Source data
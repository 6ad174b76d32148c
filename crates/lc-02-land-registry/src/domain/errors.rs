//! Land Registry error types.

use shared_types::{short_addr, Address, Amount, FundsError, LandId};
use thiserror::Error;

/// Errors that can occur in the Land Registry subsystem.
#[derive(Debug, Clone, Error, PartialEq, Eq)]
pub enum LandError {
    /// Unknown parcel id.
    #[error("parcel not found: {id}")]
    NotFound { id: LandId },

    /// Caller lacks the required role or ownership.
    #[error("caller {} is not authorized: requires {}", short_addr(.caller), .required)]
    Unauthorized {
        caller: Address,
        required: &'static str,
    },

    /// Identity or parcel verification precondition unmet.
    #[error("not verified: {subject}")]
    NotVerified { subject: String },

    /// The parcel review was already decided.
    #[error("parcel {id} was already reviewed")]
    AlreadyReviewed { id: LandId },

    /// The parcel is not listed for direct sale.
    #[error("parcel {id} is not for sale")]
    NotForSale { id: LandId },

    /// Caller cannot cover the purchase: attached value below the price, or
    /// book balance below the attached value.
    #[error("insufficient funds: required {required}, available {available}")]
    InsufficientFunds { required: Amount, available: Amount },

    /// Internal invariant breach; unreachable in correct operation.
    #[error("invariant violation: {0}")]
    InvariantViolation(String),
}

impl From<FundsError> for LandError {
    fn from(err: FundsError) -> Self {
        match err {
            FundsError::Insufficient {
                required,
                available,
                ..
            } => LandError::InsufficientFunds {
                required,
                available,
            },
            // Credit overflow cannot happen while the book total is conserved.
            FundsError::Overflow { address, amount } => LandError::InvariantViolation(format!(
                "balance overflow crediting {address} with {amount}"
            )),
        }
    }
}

◆ Your assignment ◆
Repeat only the stretch of lines starting at the one containing "total is conserved." and running to the final line of the entries above.

◆ Exercise response ◆
            // Credit overflow cannot happen while the book total is conserved.
            FundsError::Overflow { address, amount } => LandError::InvariantViolation(format!(
                "balance overflow crediting {address} with {amount}"
            )),
        }
    }
}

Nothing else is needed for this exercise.